Exercise objective
In the data below, find every line with the string "waits" and pull it out.

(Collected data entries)
*-*-*
//! Shared driver of the ping-pong binaries.
use std::net::{IpAddr, Ipv4Addr, SocketAddr};
use std::path::PathBuf;
use std::sync::Arc;
use std::thread;

use anyhow::{anyhow, Context, Result};
use clap::Args;

use rdma_base::{
    BufferAllocator, Connection, ConnectionConfig, Fabric, HostAllocator, Listener,
    SimDeviceAllocator, SimFabric, WcOpcode, WorkCompletion,
};

pub const DEFAULT_PORT: u16 = 20079;

const PING: &[u8] = b"ping";
const PONG: &[u8] = b"pong";

/// Options both binaries take.
#[derive(Args, Debug, Clone)]
pub struct Opts {
    /// The port number to use.
    #[arg(short, long, default_value_t = DEFAULT_PORT)]
    pub port: u16,

    /// Size of the registered buffer. Overrides the config file.
    #[arg(short, long)]
    pub size: Option<usize>,

    /// Connection settings in TOML.
    #[arg(short, long)]
    pub config: Option<PathBuf>,

    /// Register device memory instead of host memory.
    #[arg(long)]
    pub device: bool,

    /// Send with this immediate value.
    #[arg(long)]
    pub imm: Option<u32>,

    /// Run both peers in this process over the simulated fabric.
    #[arg(long)]
    pub sim: bool,
}

impl Opts {
    pub fn connection_config(&self) -> Result<ConnectionConfig> {
        let mut config = match &self.config {
            Some(path) => ConnectionConfig::from_path(path)
                .with_context(|| format!("failed to load {}", path.display()))?,
            // 7 retries forever, so the ping may leave before the server posts its receive.
            None => ConnectionConfig {
                rnr_retry_count: 7,
                ..Default::default()
            },
        };
        if let Some(size) = self.size {
            config.buffer_size = size;
        }
        Ok(config)
    }

    fn allocator(&self) -> Result<Arc<dyn BufferAllocator>> {
        if !self.device {
            return Ok(Arc::new(HostAllocator));
        }
        if self.sim {
            return Ok(Arc::new(SimDeviceAllocator));
        }
        #[cfg(feature = "hip")]
        return Ok(Arc::new(rdma_base::HipAllocator::new()));
        #[cfg(not(feature = "hip"))]
        Err(anyhow!("device memory needs the `hip` feature"))
    }
}

fn report<F: Fabric>(who: &str, conn: &Connection<F>, wc: &WorkCompletion) -> Result<()> {
    let data = conn.read_buffer(wc.byte_len as usize)?;
    let text = String::from_utf8_lossy(&data);
    let peer = conn
        .peer_addr()
        .map_or_else(|| "unknown peer".to_owned(), |addr| addr.to_string());
    match wc.immediate() {
        Some(imm) => println!("{} received {:?} with immediate {} from {}", who, text, imm, peer),
        None => println!("{} received {:?} from {}", who, text, peer),
    }
    Ok(())
}

fn send<F: Fabric>(conn: &mut Connection<F>, msg: &[u8], imm: Option<u32>) -> Result<()> {
    conn.write_buffer(msg)?;
    match imm {
        Some(imm) => conn.post_send_with_immediate(msg.len(), imm, true)?,
        None => conn.post_send(msg.len(), true)?,
    }
    Ok(())
}

/// Accepts one client, waits for its ping and answers with a pong.
pub fn serve<F: Fabric>(listener: &mut Listener<F>, opts: &Opts) -> Result<()> {
    let config = listener.config().clone();
    log::info!("waiting for a client on {:?}", listener.local_addr());
    let mut conn = listener.accept()?;
    conn.setup_qp(config.send_wr, config.recv_wr)?;
    conn.register_with(opts.allocator()?, config.buffer_size)?;
    conn.post_receive()?;

    let wc = conn.poll_completion()?;
    report("server", &conn, &wc)?;
    send(&mut conn, PONG, opts.imm)?;
    conn.poll_completion()?;
    Ok(())
}

pub fn run_server<F: Fabric>(fabric: F, ip: Option<IpAddr>, opts: &Opts) -> Result<()> {
    let config = opts.connection_config()?;
    let mut listener = Listener::bind(fabric, ip, opts.port, config)?;
    serve(&mut listener, opts)
}

/// Sends a ping to `addr` and waits for the pong.
pub fn run_client<F: Fabric>(fabric: F, addr: SocketAddr, opts: &Opts) -> Result<()> {
    let config = opts.connection_config()?;
    let mut conn = Connection::connect(fabric, addr, config.clone())?;
    conn.setup_qp(config.send_wr, config.recv_wr)?;
    conn.register_with(opts.allocator()?, config.buffer_size)?;
    conn.post_receive()?;
    send(&mut conn, PING, opts.imm)?;

    // The send and the reply may complete in either order.
    for _ in 0..2 {
        let wc = conn.poll_completion()?;
        if wc.opcode == WcOpcode::Recv {
            report("client", &conn, &wc)?;
        }
    }
    Ok(())
}

/// Runs a server thread and a client against it over one [`SimFabric`].
pub fn run_sim(opts: &Opts) -> Result<()> {
    let fabric = SimFabric::new();
    let ip = IpAddr::V4(Ipv4Addr::LOCALHOST);
    let mut listener = Listener::bind(fabric.clone(), Some(ip), opts.port, opts.connection_config()?)?;
    let server_opts = opts.clone();
    let server = thread::spawn(move || serve(&mut listener, &server_opts));

    run_client(fabric.clone(), SocketAddr::new(ip, opts.port), opts)?;
    server
        .join()
        .map_err(|_| anyhow!("server thread panicked"))??;
    log::debug!("fabric after the exchange: {:?}", fabric);
    Ok(())
}

pub fn run_hardware_server(ip: Option<IpAddr>, opts: &Opts) -> Result<()> {
    #[cfg(feature = "verbs")]
    return run_server(rdma_base::VerbsFabric::new(), ip, opts);
    #[cfg(not(feature = "verbs"))]
    {
        let _ = (ip, opts);
        Err(anyhow!("built without the `verbs` feature; rerun with --sim"))
    }
}

pub fn run_hardware_client(addr: SocketAddr, opts: &Opts) -> Result<()> {
    #[cfg(feature = "verbs")]
    return run_client(rdma_base::VerbsFabric::new(), addr, opts);
    #[cfg(not(feature = "verbs"))]
    {
        let _ = (addr, opts);
        Err(anyhow!("built without the `verbs` feature; rerun with --sim"))
    }
}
*-*-*
Answer box
/// Accepts one client, waits for its ping and answers with a pong.
/// Sends a ping to `addr` and waits for the pong.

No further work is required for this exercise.